The video was obviously a joke and if you just repeat the phrases said on their own without context they don't sound funny. The whole joke is that he is getting his dog which has no idea what those phrases mean to react to them. It is a really old gag that you do something stupid in front of an animal because they are the ultimate dead-pan actor.
As to why his girlfriend didn't see it, it went viral (via reddit) before he had the chance to show her. The reason why it was on Youtube is because they have a night where they just watch Youtube video together and he wanted it to be like a surprise prank. At the time (I know because I followed the case since he got arrested) he had 8 subscribers on his account. His story has been consistent from day one before he lawyered up.
Again he should have never been arrested over what was clearly intended as a joke.
MPs in the House of Commons admitted that the law should be under review because of his case.
The way you tell the situation doesn't give full picture. Almost every-time someone just cherry picks phrases from the video like you did I know they are being disingenuous.

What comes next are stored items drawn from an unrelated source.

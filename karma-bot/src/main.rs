use std::{
    fs::OpenOptions,
    path::Path,
    sync::{Arc, Mutex},
};

use anyhow::{Context, Result};
use clap::Parser;
use tracing::{error, info, warn};

use karma_bot::{KarmaStore, SessionConfig, VERSION, cli::Cli, session, transport};

fn init_tracing(log_file: &Path) {
    use tracing_subscriber::{EnvFilter, fmt};

    let filter = EnvFilter::try_from_default_env().unwrap_or_else(|_| EnvFilter::new("info"));
    let subscriber = fmt().with_env_filter(filter).with_target(false);

    match OpenOptions::new().create(true).append(true).open(log_file) {
        Ok(file) => {
            let _ = subscriber.with_ansi(false).with_writer(Mutex::new(file)).try_init();
        }
        Err(error) => {
            let _ = subscriber.with_writer(std::io::stderr).try_init();
            warn!(path = %log_file.display(), %error, "cannot open log file, logging to stderr");
        }
    }
}

#[tokio::main]
async fn main() -> Result<()> {
    let cli = Cli::parse();
    if cli.version {
        println!("karma-bot version {VERSION}");
        return Ok(());
    }

    init_tracing(&cli.log_file);
    info!(version = VERSION, "starting");

    let config = SessionConfig::load(&cli.config)
        .with_context(|| format!("failed to load config from {}", cli.config.display()))
        .inspect_err(|err| error!("{err:#}"))?;
    let store = KarmaStore::load(&cli.karma_file)
        .context("failed to load karma db")
        .inspect_err(|err| error!("{err:#}"))?;

    let config = Arc::new(config);
    let store = Arc::new(store);

    let transport = transport::connect(&config)
        .await
        .with_context(|| format!("failed to connect to {}:{}", config.server, config.port))
        .inspect_err(|err| error!("{err:#}"))?;

    session::run(transport, config, store, shutdown_signal()).await?;
    Ok(())
}

/// Completes on ctrl-c or, on unix, SIGTERM.
async fn shutdown_signal() {
    let ctrl_c = async {
        if let Err(error) = tokio::signal::ctrl_c().await {
            warn!(?error, "failed to install ctrl-c handler");
            std::future::pending::<()>().await;
        }
    };

    #[cfg(unix)]
    let terminate = async {
        use tokio::signal::unix::{SignalKind, signal};

        match signal(SignalKind::terminate()) {
            Ok(mut sigterm) => {
                sigterm.recv().await;
            }
            Err(error) => {
                warn!(?error, "failed to install SIGTERM handler");
                std::future::pending::<()>().await;
            }
        }
    };

    #[cfg(not(unix))]
    let terminate = std::future::pending::<()>();

    tokio::select! {
        _ = ctrl_c => info!("received ctrl-c, exiting"),
        _ = terminate => info!("received SIGTERM, exiting"),
    }
}
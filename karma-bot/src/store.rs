//! Persistent karma ledger.
//!
//! The ledger is a plain JSON object mapping handles to signed scores. It is
//! loaded once at startup and rewritten in full after every mutation, so the
//! file on disk always reflects the last reply the bot sent.

use std::{
    collections::BTreeMap,
    ffi::OsString,
    fs::{self, File},
    io::{self, Write},
    path::{Path, PathBuf},
    sync::{Arc, Mutex, MutexGuard, PoisonError},
};

use tracing::{debug, info};

use crate::error::{Error, Result};

/// A handle together with its current score.
#[derive(Debug, Clone, PartialEq, Eq)]
pub struct KarmaEntry {
    pub handle: String,
    pub score: i64,
}

impl KarmaEntry {
    pub fn new(handle: impl Into<String>, score: i64) -> Self {
        Self {
            handle: handle.into(),
            score,
        }
    }
}

/// Thread-safe karma ledger bound to a JSON file.
///
/// A single mutex guards both the map and the file: a mutation and the
/// write that persists it happen under the same lock, so a concurrent
/// [`KarmaStore::close`] can never observe a half-applied change.
/// Entries are written in handle order.
pub struct KarmaStore {
    path: PathBuf,
    inner: Mutex<Ledger>,
}

struct Ledger {
    entries: BTreeMap<String, i64>,
    closed: bool,
}

impl KarmaStore {
    /// Loads the ledger stored at `path`.
    ///
    /// A missing or blank file yields an empty store that will create the
    /// file on its first save. Content that is not a JSON object of integer
    /// scores is rejected with [`Error::Parse`] rather than silently dropped.
    pub fn load(path: impl Into<PathBuf>) -> Result<Self> {
        let path = path.into();
        let entries = match fs::read_to_string(&path) {
            Ok(content) if content.trim().is_empty() => BTreeMap::new(),
            Ok(content) => serde_json::from_str(&content).map_err(|source| Error::Parse {
                path: path.clone(),
                source,
            })?,
            Err(err) if err.kind() == io::ErrorKind::NotFound => BTreeMap::new(),
            Err(err) => return Err(Error::io(path, err)),
        };

        info!(path = %path.display(), handles = entries.len(), "karma store loaded");
        Ok(Self::with_entries(path, entries))
    }

    /// Creates a store bound to `path` without touching the file system.
    pub fn with_entries(path: impl Into<PathBuf>, entries: BTreeMap<String, i64>) -> Self {
        Self {
            path: path.into(),
            inner: Mutex::new(Ledger {
                entries,
                closed: false,
            }),
        }
    }

    pub fn path(&self) -> &Path {
        &self.path
    }

    /// Current score for `handle`, 0 when it has never been mutated.
    pub fn query(&self, handle: &str) -> i64 {
        self.lock().entries.get(handle).copied().unwrap_or(0)
    }

    /// Adds one to `handle` and persists the ledger.
    ///
    /// If the write fails the in-memory score has already moved and the
    /// error must be treated as fatal by the caller.
    pub fn increment(&self, handle: &str) -> Result<i64> {
        self.apply(handle, 1)
    }

    /// Subtracts one from `handle` and persists the ledger.
    pub fn decrement(&self, handle: &str) -> Result<i64> {
        self.apply(handle, -1)
    }

    fn apply(&self, handle: &str, delta: i64) -> Result<i64> {
        let mut ledger = self.lock();
        if ledger.closed {
            return Err(Error::StoreClosed);
        }

        let score = ledger.entries.entry(handle.to_string()).or_insert(0);
        *score = score.saturating_add(delta);
        let score = *score;
        debug!(handle, score, "karma updated");

        write_atomically(&self.path, &ledger.entries)?;
        Ok(score)
    }

    /// Highest scores first, at most `limit` entries.
    pub fn top(&self, limit: usize) -> Vec<KarmaEntry> {
        self.ranked(limit, false)
    }

    /// Lowest scores first, at most `limit` entries.
    pub fn bottom(&self, limit: usize) -> Vec<KarmaEntry> {
        self.ranked(limit, true)
    }

    /// All entries ordered by score and truncated to `limit`.
    ///
    /// Equal scores are ordered by handle, ascending, whichever direction
    /// the scores are sorted in.
    pub fn ranked(&self, limit: usize, ascending: bool) -> Vec<KarmaEntry> {
        let mut entries: Vec<KarmaEntry> = self
            .lock()
            .entries
            .iter()
            .map(|(handle, score)| KarmaEntry::new(handle.clone(), *score))
            .collect();

        entries.sort_by(|a, b| {
            let by_score = if ascending {
                a.score.cmp(&b.score)
            } else {
                b.score.cmp(&a.score)
            };
            by_score.then_with(|| a.handle.cmp(&b.handle))
        });
        entries.truncate(limit);
        entries
    }

    /// Copy of the whole ledger.
    pub fn snapshot(&self) -> BTreeMap<String, i64> {
        self.lock().entries.clone()
    }

    pub fn len(&self) -> usize {
        self.lock().entries.len()
    }

    pub fn is_empty(&self) -> bool {
        self.lock().entries.is_empty()
    }

    /// Rewrites the bound file with the current ledger.
    pub fn save(&self) -> Result<()> {
        let ledger = self.lock();
        write_atomically(&self.path, &ledger.entries)
    }

    /// Flushes the ledger one last time and refuses further mutations.
    ///
    /// Calling it again is a no-op.
    pub fn close(&self) -> Result<()> {
        let mut ledger = self.lock();
        if ledger.closed {
            return Ok(());
        }

        write_atomically(&self.path, &ledger.entries)?;
        ledger.closed = true;
        info!(path = %self.path.display(), handles = ledger.entries.len(), "karma store closed");
        Ok(())
    }

    pub fn is_closed(&self) -> bool {
        self.lock().closed
    }

    /// [`KarmaStore::increment`] on the blocking pool, for async callers.
    ///
    /// Resolves only once the ledger is on disk.
    pub async fn increment_async(self: &Arc<Self>, handle: &str) -> Result<i64> {
        let handle = handle.to_string();
        self.blocking(move |store| store.increment(&handle)).await
    }

    pub async fn decrement_async(self: &Arc<Self>, handle: &str) -> Result<i64> {
        let handle = handle.to_string();
        self.blocking(move |store| store.decrement(&handle)).await
    }

    pub async fn close_async(self: &Arc<Self>) -> Result<()> {
        self.blocking(|store| store.close()).await
    }

    // File writes and fsync must not stall the runtime's workers.
    async fn blocking<T, F>(self: &Arc<Self>, op: F) -> Result<T>
    where
        T: Send + 'static,
        F: FnOnce(&KarmaStore) -> Result<T> + Send + 'static,
    {
        let store = Arc::clone(self);
        tokio::task::spawn_blocking(move || op(&store))
            .await
            .map_err(|err| Error::io(&self.path, io::Error::new(io::ErrorKind::Other, err)))?
    }

    fn lock(&self) -> MutexGuard<'_, Ledger> {
        // A panic while holding the lock cannot leave the map half-written,
        // every mutation is a single insert.
        self.inner.lock().unwrap_or_else(PoisonError::into_inner)
    }
}

/// Serializes `entries` next to `path` and renames the result into place,
/// so a crash mid-write leaves the previous file intact.
fn write_atomically(path: &Path, entries: &BTreeMap<String, i64>) -> Result<()> {
    if let Some(parent) = path.parent() {
        if !parent.as_os_str().is_empty() && !parent.exists() {
            fs::create_dir_all(parent).map_err(|err| Error::io(parent, err))?;
        }
    }

    let encoded = serde_json::to_vec_pretty(entries)
        .map_err(|err| Error::io(path, io::Error::new(io::ErrorKind::InvalidData, err)))?;

    let tmp_path = temp_path(path);
    let write_tmp = || -> io::Result<()> {
        let mut tmp = File::create(&tmp_path)?;
        tmp.write_all(&encoded)?;
        tmp.write_all(b"\n")?;
        tmp.sync_all()
    };
    write_tmp().map_err(|err| Error::io(&tmp_path, err))?;

    fs::rename(&tmp_path, path).map_err(|err| Error::io(path, err))
}

fn temp_path(path: &Path) -> PathBuf {
    let mut name = OsString::from(path.as_os_str());
    name.push(".tmp");
    PathBuf::from(name)
}
//! Session lifecycle: join, serve chat until told to stop, shut down cleanly.

use std::{future::Future, io, sync::Arc};

use tokio::{
    io::{AsyncBufRead, AsyncWrite},
    select,
    task::JoinHandle,
};
use tracing::{error, info, warn};

use crate::{
    VERSION,
    config::SessionConfig,
    dispatch::Dispatcher,
    error::{Error, Result},
    router,
    store::KarmaStore,
    transport::Transport,
};

/// How a session that did not fail came to an end.
#[derive(Debug, Clone, Copy, PartialEq, Eq)]
pub enum SessionEnd {
    /// The shutdown future completed.
    Shutdown,
    /// The server closed the connection.
    Disconnected,
}

/// Runs a registered session until `shutdown` completes or the connection
/// ends.
///
/// Whatever the outcome, the server is sent a QUIT notice and the store is
/// flushed and closed before returning. A persist failure or a read error is
/// returned as the session's error.
pub async fn run<R, W, F>(
    transport: Transport<R, W>,
    config: Arc<SessionConfig>,
    store: Arc<KarmaStore>,
    shutdown: F,
) -> Result<SessionEnd>
where
    R: AsyncBufRead + Unpin + Send + 'static,
    W: AsyncWrite + Unpin + Send + 'static,
    F: Future<Output = ()> + Send,
{
    let writer = transport.writer();
    let outcome = serve(transport, &config, &store, shutdown).await;

    writer.quit(&config.quit_message).await;

    match (outcome, store.close_async().await) {
        (Ok(end), Ok(())) => {
            info!(?end, "session finished");
            Ok(end)
        }
        (Ok(_), Err(err)) => {
            error!(error = %err, "failed to flush karma store on shutdown");
            Err(err)
        }
        (Err(err), closed) => {
            if let Err(close_err) = closed {
                warn!(error = %close_err, "failed to flush karma store after fatal error");
            }
            Err(err)
        }
    }
}

async fn serve<R, W, F>(
    mut transport: Transport<R, W>,
    config: &Arc<SessionConfig>,
    store: &Arc<KarmaStore>,
    shutdown: F,
) -> Result<SessionEnd>
where
    R: AsyncBufRead + Unpin + Send + 'static,
    W: AsyncWrite + Unpin + Send + 'static,
    F: Future<Output = ()> + Send,
{
    transport.join(&config.channel).await?;

    let writer = transport.writer();
    let banner = format!("{} version {VERSION} reporting for duty.", config.nickname);
    if let Err(error) = writer.privmsg(&config.channel, &banner).await {
        warn!(%error, "failed to announce arrival");
    }

    let (queue, mut inbox) = router::queue();
    let mut router = tokio::spawn(router::run(transport, queue));
    let dispatcher = Dispatcher::new(Arc::clone(config), Arc::clone(store), writer);
    tokio::pin!(shutdown);

    // A command always runs to completion, so a mutation is never cut off
    // from its persist. Delivering the replies can stall on a server that
    // stops reading, and that part gives way to shutdown.
    let outcome = loop {
        select! {
            biased;
            _ = &mut shutdown => {
                info!("shutdown requested");
                break Ok(SessionEnd::Shutdown);
            }
            message = inbox.recv() => match message {
                Some(message) => {
                    let replies = match dispatcher.respond(&message).await {
                        Ok(replies) => replies,
                        Err(err) => {
                            error!(error = %err, "fatal error while handling chat");
                            break Err(err);
                        }
                    };
                    select! {
                        biased;
                        _ = &mut shutdown => {
                            warn!("shutdown requested while replies were pending");
                            break Ok(SessionEnd::Shutdown);
                        }
                        _ = dispatcher.deliver(&message, replies) => {}
                    }
                }
                None => break router_outcome(&mut router).await,
            }
        }
    };

    router.abort();
    outcome
}

async fn router_outcome(router: &mut JoinHandle<Result<()>>) -> Result<SessionEnd> {
    match router.await {
        Ok(Ok(())) => Ok(SessionEnd::Disconnected),
        Ok(Err(err)) => Err(err),
        Err(join_err) => Err(Error::Network(io::Error::new(io::ErrorKind::Other, join_err))),
    }
}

> It's pretty hard to have this conversation with someone who admits they don't know what they're talking about.
The point is that you shouldn't have any legal proceeding against you because of a song. London Grime much like heavy metal (70s) and gangsta rap (80s and 90s) before them is being demonised by the moral puritans. I suspect they will take another run at violent video games once Doom Eternal comes out or GTA6.
This again is disingenuous of you. This makes it pretty obvious you aren't speaking in good faith. Bye.
You realise that winning on appeal means the original conviction didn't happen right?
> The video was obviously a joke
First of all you claimed he was imprisoned for this, and he wasn't. This is yet another case that you don't understand that you think supports your point when it really doesn't.
He had a trial. He could have used a free speech defence. He chose not to. Importantly he was invited by the judge to make a freedom of speech (article 10) defence, and he chose not to.
>  Prior to being addressed by the petitioner at the conclusion of the trial, the sheriff had noticed that a written argument had been lodged by the petitioner,but not yet touched upon. In it, there was an oblique reference to Article 10 of the European Convention on Human Rights (Freedom of Expression). This had asserted that the petitioner’s actions were “entirely compliant” with that article and that the exceptions in Article 10(2) were not applicable. There had been no other analysis. There was no reference to any compatibility issue. At the stage of submissions, the sheriff had specifically asked parties whether they intended to address him on freedom of expression at common law or in terms of the European Convention.
>  Despite the sheriff’s express invitation, which included mention of M’bala M’balav France, unreported,10November 2015, App No. 25239/13,there was no reference in the defence address to Article10. All that had been said by the petitioner about freedom of expression was that the court should be jealous to guard it. There was no compatibility minute, which, if such an issue were to be raised, ought to have been lodged in advance of the trial (Act of Adjournal (Criminal Procedure Rules) 1996, rules40.3 and 40.6).
He chose to use the "it was just a joke bro" defence, and failed because he couldn't show that she had even seen the video, and if he was pranking her there was no need to broadcast "gas the Jews" to his YouTube followers. He then tried this defence again for his appeal, and that failed too.
> he had 8 subscribers on his account.
He uploaded it to Youtube with the intent that it would be seen by other people, thus completing the crime. He could have made it a private video, he could have not uploaded it to YouTube. He communicated the video to other people and he had the intent that it would be seen by other people.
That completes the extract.